SECTION 6.04. Successors and Assigns. Whenever in this Agreement any of the parties hereto is referred to, such reference shall be deemed to include the permitted successors and assigns of such party; and all covenants, promises and agreements by or on behalf of any Grantor or the Administrative Agent that are contained in this Agreement shall bind and inure to the benefit of their respective successors and assigns.

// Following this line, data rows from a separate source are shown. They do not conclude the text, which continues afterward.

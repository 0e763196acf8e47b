//! Configuration types and loading
//!
//! Config precedence: CLI args > env vars > config file > defaults.
//! The admin password is loaded from KEYCLOAK_ADMIN_PASSWORD or
//! admin_password_file, never from the TOML directly. Missing credentials are
//! not a config error: the token cache starts empty and logs a warning.

use common::Secret;
use serde::Deserialize;
use std::net::SocketAddr;
use std::path::{Path, PathBuf};
use tracing::warn;

/// Root configuration
#[derive(Debug, Deserialize)]
pub struct Config {
    pub keycloak: KeycloakConfig,
    #[serde(default)]
    pub refresh: RefreshConfig,
    pub server: ServerConfig,
}

/// Keycloak connection and admin credentials
#[derive(Debug, Deserialize)]
pub struct KeycloakConfig {
    /// Base URL, e.g. `http://keycloak:8080` (KEYCLOAK_AUTH_SERVER_URL overrides)
    #[serde(default)]
    pub server_url: String,
    /// KEYCLOAK_ADMIN overrides
    #[serde(default)]
    pub admin_username: String,
    #[serde(skip)]
    pub admin_password: Option<Secret<String>>,
    /// Path to a file containing the admin password (alternative to KEYCLOAK_ADMIN_PASSWORD)
    #[serde(default)]
    pub admin_password_file: Option<PathBuf>,
    #[serde(default = "default_timeout")]
    pub timeout_secs: u64,
}

/// Background refresh settings
#[derive(Debug, Deserialize)]
pub struct RefreshConfig {
    #[serde(default = "default_refresh_interval")]
    pub interval_secs: u64,
}

impl Default for RefreshConfig {
    fn default() -> Self {
        Self {
            interval_secs: default_refresh_interval(),
        }
    }
}

/// Health/metrics listener
#[derive(Debug, Deserialize)]
pub struct ServerConfig {
    pub listen_addr: SocketAddr,
}

fn default_timeout() -> u64 {
    30
}

fn default_refresh_interval() -> u64 {
    admin_token::DEFAULT_REFRESH_INTERVAL.as_secs()
}

impl Config {
    /// Load configuration from a TOML file, then overlay environment variables.
    ///
    /// Password resolution order:
    /// 1. KEYCLOAK_ADMIN_PASSWORD env var
    /// 2. admin_password_file path from config
    pub fn load(path: &Path) -> common::Result<Self> {
        let contents = std::fs::read_to_string(path)?;
        let mut config: Config = toml::from_str(&contents)?;
        let keycloak = &mut config.keycloak;

        if let Ok(url) = std::env::var("KEYCLOAK_AUTH_SERVER_URL") {
            keycloak.server_url = url;
        }
        if let Ok(username) = std::env::var("KEYCLOAK_ADMIN") {
            keycloak.admin_username = username;
        }

        keycloak.server_url = trim_value("server_url", &keycloak.server_url)
            .trim_end_matches('/')
            .to_owned();
        keycloak.admin_username = trim_value("admin_username", &keycloak.admin_username).to_owned();

        if keycloak.server_url.is_empty() {
            return Err(common::Error::Config(
                "server_url must be set in [keycloak] or via KEYCLOAK_AUTH_SERVER_URL".into(),
            ));
        }

        if !keycloak.server_url.starts_with("http://")
            && !keycloak.server_url.starts_with("https://")
        {
            return Err(common::Error::Config(format!(
                "server_url must start with http:// or https://, got: {}",
                keycloak.server_url
            )));
        }

        if keycloak.timeout_secs == 0 {
            return Err(common::Error::Config(
                "timeout_secs must be greater than 0".into(),
            ));
        }

        if config.refresh.interval_secs == 0 {
            return Err(common::Error::Config(
                "refresh interval_secs must be greater than 0".into(),
            ));
        }

        // Resolve password: env var takes precedence over file
        let password = if let Ok(password) = std::env::var("KEYCLOAK_ADMIN_PASSWORD") {
            Some(password)
        } else if let Some(ref password_file) = keycloak.admin_password_file {
            let password = std::fs::read_to_string(password_file).map_err(|e| {
                common::Error::Config(format!(
                    "failed to read admin_password_file {}: {e}",
                    password_file.display()
                ))
            })?;
            // Files conventionally end with a newline; that is not worth a warning
            Some(password.trim_end_matches(['\r', '\n']).to_owned())
        } else {
            None
        };

        keycloak.admin_password = password
            .map(|p| trim_value("admin_password", &p).to_owned())
            .filter(|p| !p.is_empty())
            .map(Secret::new);

        Ok(config)
    }

    /// Resolve config file path from CLI arg or CONFIG_PATH env var.
    pub fn resolve_path(cli_path: Option<&str>) -> PathBuf {
        if let Some(p) = cli_path {
            return PathBuf::from(p);
        }
        if let Ok(p) = std::env::var("CONFIG_PATH") {
            return PathBuf::from(p);
        }
        PathBuf::from("keycloak-admin-token.toml")
    }
}

/// Trim surrounding whitespace, warning when there was any.
///
/// The value itself is never logged; it may be a credential.
fn trim_value<'a>(key: &str, value: &'a str) -> &'a str {
    let trimmed = value.trim();
    if trimmed.len() != value.len() {
        warn!(key, "config value has surrounding whitespace; trimming");
    }
    trimmed
}
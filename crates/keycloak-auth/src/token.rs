//! Password and refresh-token grants against the Keycloak token endpoint
//!
//! Both grants POST a form-encoded body to
//! `{server_url}/realms/master/protocol/openid-connect/token` and parse the
//! same JSON response. They hold no state; callers decide what to do with a
//! failure.

use serde::{Deserialize, Serialize};
use tracing::debug;

use crate::constants::{ADMIN_CLI_CLIENT_ID, TOKEN_PATH};
use crate::error::{Error, Result};

/// Response from the token endpoint for both grants.
///
/// Lifetimes are deltas in seconds from the response time. Keycloak reports
/// `refresh_expires_in` as `0` for offline tokens and omits it for some
/// grant configurations, so it is kept signed and optional.
#[derive(Debug, Clone, Deserialize, Serialize)]
pub struct TokenResponse {
    pub access_token: String,
    #[serde(default)]
    pub refresh_token: Option<String>,
    /// Seconds until the access token expires
    pub expires_in: u64,
    #[serde(default)]
    pub refresh_expires_in: Option<i64>,
    #[serde(default)]
    pub token_type: Option<String>,
}

/// Build the token endpoint URL for a server base URL.
///
/// A trailing slash on the base URL is ignored.
pub fn token_endpoint(server_url: &str) -> String {
    format!("{}{}", server_url.trim_end_matches('/'), TOKEN_PATH)
}

/// Obtain a fresh token pair with the admin username and password.
pub async fn fetch_by_password(
    client: &reqwest::Client,
    server_url: &str,
    username: &str,
    password: &str,
) -> Result<TokenResponse> {
    post_grant(
        client,
        server_url,
        "password",
        &[
            ("grant_type", "password"),
            ("client_id", ADMIN_CLI_CLIENT_ID),
            ("username", username),
            ("password", password),
        ],
    )
    .await
}

/// Exchange a refresh token for a new token pair.
pub async fn fetch_by_refresh_token(
    client: &reqwest::Client,
    server_url: &str,
    refresh: &str,
) -> Result<TokenResponse> {
    post_grant(
        client,
        server_url,
        "refresh_token",
        &[
            ("grant_type", "refresh_token"),
            ("client_id", ADMIN_CLI_CLIENT_ID),
            ("refresh_token", refresh),
        ],
    )
    .await
}

async fn post_grant(
    client: &reqwest::Client,
    server_url: &str,
    grant: &'static str,
    form: &[(&str, &str)],
) -> Result<TokenResponse> {
    let endpoint = token_endpoint(server_url);
    debug!(grant, endpoint = %endpoint, "requesting token");

    let response = client
        .post(&endpoint)
        .form(form)
        .send()
        .await
        .map_err(|e| Error::Http(format!("{grant} grant request failed: {e}")))?;

    let status = response.status();
    if !status.is_success() {
        let body = response
            .text()
            .await
            .unwrap_or_else(|_| String::from("<no body>"));

        // Keycloak answers a bad password or a dead refresh token with
        // 400 invalid_grant; 401/403 cover disabled clients and users.
        if matches!(status.as_u16(), 400 | 401 | 403) {
            return Err(Error::InvalidCredentials(format!(
                "{grant} grant rejected ({status}): {body}"
            )));
        }

        return Err(Error::TokenEndpoint(format!(
            "{grant} grant returned {status}: {body}"
        )));
    }

    response
        .json::<TokenResponse>()
        .await
        .map_err(|e| Error::InvalidResponse(format!("{grant} grant: {e}")))
}

#[cfg(test)]
mod tests {
    use super::*;
    use wiremock::matchers::{body_string_contains, header, method, path};
    use wiremock::{Mock, MockServer, ResponseTemplate};

    fn token_body(access: &str) -> serde_json::Value {
        serde_json::json!({
            "access_token": access,
            "refresh_token": format!("rt_{access}"),
            "expires_in": 300,
            "refresh_expires_in": 1800,
            "token_type": "Bearer",
        })
    }

    #[test]
    fn token_response_deserializes_full_body() {
        let json = r#"{"access_token":"at","refresh_token":"rt","expires_in":60,"refresh_expires_in":1800,"token_type":"Bearer","scope":"profile email"}"#;
        let token: TokenResponse = serde_json::from_str(json).unwrap();
        assert_eq!(token.access_token, "at");
        assert_eq!(token.refresh_token.as_deref(), Some("rt"));
        assert_eq!(token.expires_in, 60);
        assert_eq!(token.refresh_expires_in, Some(1800));
        assert_eq!(token.token_type.as_deref(), Some("Bearer"));
    }

    #[test]
    fn token_response_tolerates_missing_optional_fields() {
        let json = r#"{"access_token":"at","expires_in":60}"#;
        let token: TokenResponse = serde_json::from_str(json).unwrap();
        assert!(token.refresh_token.is_none());
        assert!(token.refresh_expires_in.is_none());
        assert!(token.token_type.is_none());
    }

    #[test]
    fn token_response_accepts_zero_refresh_lifetime() {
        let json = r#"{"access_token":"at","refresh_token":"rt","expires_in":60,"refresh_expires_in":0}"#;
        let token: TokenResponse = serde_json::from_str(json).unwrap();
        assert_eq!(token.refresh_expires_in, Some(0));
    }

    #[test]
    fn token_endpoint_appends_master_realm_path() {
        assert_eq!(
            token_endpoint("https://keycloak.example.com"),
            "https://keycloak.example.com/realms/master/protocol/openid-connect/token"
        );
        assert_eq!(
            token_endpoint("https://keycloak.example.com/"),
            "https://keycloak.example.com/realms/master/protocol/openid-connect/token"
        );
    }

    #[tokio::test]
    async fn password_grant_sends_form_body() {
        let server = MockServer::start().await;
        Mock::given(method("POST"))
            .and(path(TOKEN_PATH))
            .and(header("content-type", "application/x-www-form-urlencoded"))
            .and(body_string_contains("grant_type=password"))
            .and(body_string_contains("client_id=admin-cli"))
            .and(body_string_contains("username=admin"))
            .and(body_string_contains("password=p%40ss+word"))
            .respond_with(ResponseTemplate::new(200).set_body_json(token_body("at_pw")))
            .expect(1)
            .mount(&server)
            .await;

        let client = reqwest::Client::new();
        let token = fetch_by_password(&client, &server.uri(), "admin", "p@ss word")
            .await
            .unwrap();

        assert_eq!(token.access_token, "at_pw");
        assert_eq!(token.refresh_token.as_deref(), Some("rt_at_pw"));
        assert_eq!(token.expires_in, 300);
    }

    #[tokio::test]
    async fn refresh_grant_sends_refresh_token() {
        let server = MockServer::start().await;
        Mock::given(method("POST"))
            .and(path(TOKEN_PATH))
            .and(body_string_contains("grant_type=refresh_token"))
            .and(body_string_contains("client_id=admin-cli"))
            .and(body_string_contains("refresh_token=rt_old"))
            .respond_with(ResponseTemplate::new(200).set_body_json(token_body("at_refreshed")))
            .expect(1)
            .mount(&server)
            .await;

        let client = reqwest::Client::new();
        let token = fetch_by_refresh_token(&client, &server.uri(), "rt_old")
            .await
            .unwrap();

        assert_eq!(token.access_token, "at_refreshed");
    }

    #[tokio::test]
    async fn invalid_grant_maps_to_invalid_credentials() {
        let server = MockServer::start().await;
        Mock::given(method("POST"))
            .and(path(TOKEN_PATH))
            .respond_with(ResponseTemplate::new(400).set_body_json(serde_json::json!({
                "error": "invalid_grant",
                "error_description": "Invalid user credentials",
            })))
            .mount(&server)
            .await;

        let client = reqwest::Client::new();
        let err = fetch_by_password(&client, &server.uri(), "admin", "wrong")
            .await
            .unwrap_err();

        assert!(matches!(err, Error::InvalidCredentials(_)), "got: {err:?}");
        assert!(err.to_string().contains("invalid_grant"));
    }

    #[tokio::test]
    async fn unauthorized_refresh_maps_to_invalid_credentials() {
        let server = MockServer::start().await;
        Mock::given(method("POST"))
            .respond_with(ResponseTemplate::new(401))
            .mount(&server)
            .await;

        let client = reqwest::Client::new();
        let err = fetch_by_refresh_token(&client, &server.uri(), "rt_revoked")
            .await
            .unwrap_err();

        assert!(matches!(err, Error::InvalidCredentials(_)), "got: {err:?}");
    }

    #[tokio::test]
    async fn server_error_maps_to_token_endpoint_error() {
        let server = MockServer::start().await;
        Mock::given(method("POST"))
            .respond_with(ResponseTemplate::new(503).set_body_string("maintenance"))
            .mount(&server)
            .await;

        let client = reqwest::Client::new();
        let err = fetch_by_password(&client, &server.uri(), "admin", "pw")
            .await
            .unwrap_err();

        assert!(matches!(err, Error::TokenEndpoint(_)), "got: {err:?}");
        assert!(err.to_string().contains("503"));
        assert!(err.to_string().contains("maintenance"));
    }

    #[tokio::test]
    async fn malformed_body_maps_to_invalid_response() {
        let server = MockServer::start().await;
        Mock::given(method("POST"))
            .respond_with(ResponseTemplate::new(200).set_body_string("<html>login</html>"))
            .mount(&server)
            .await;

        let client = reqwest::Client::new();
        let err = fetch_by_password(&client, &server.uri(), "admin", "pw")
            .await
            .unwrap_err();

        assert!(matches!(err, Error::InvalidResponse(_)), "got: {err:?}");
    }

    #[tokio::test]
    async fn unreachable_server_maps_to_http_error() {
        let client = reqwest::Client::new();
        let err = fetch_by_password(&client, "http://127.0.0.1:1", "admin", "pw")
            .await
            .unwrap_err();

        assert!(matches!(err, Error::Http(_)), "got: {err:?}");
    }
}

SECTION 6.05. Survival of Agreement. All covenants, agreements, representations and warranties made by the Grantors in the Loan Documents and in the certificates or other instruments prepared or delivered in connection with or pursuant to this Agreement or any other Loan Document shall be considered to have been relied upon by the Lenders and shall survive the execution and delivery of the Loan Documents and the making of any Loans, the acceptance and purchase of any B/As and issuance, amendment, renewal or extension of any Letters of Credit, regardless of any investigation made by any Lender or on its behalf and notwithstanding that the Administrative Agent, the Issuing Bank or any Lender may have had notice or knowledge of any Default or incorrect representation or warranty at the time any credit is extended under the Credit Agreement, and shall continue in full force and effect as long as the principal of or any accrued interest on any Loan, the face amount of any B/A or any fee or any other amount payable under any Loan Document is outstanding and unpaid or any Letter of Credit is outstanding and so long as the Commitments have not expired or terminated.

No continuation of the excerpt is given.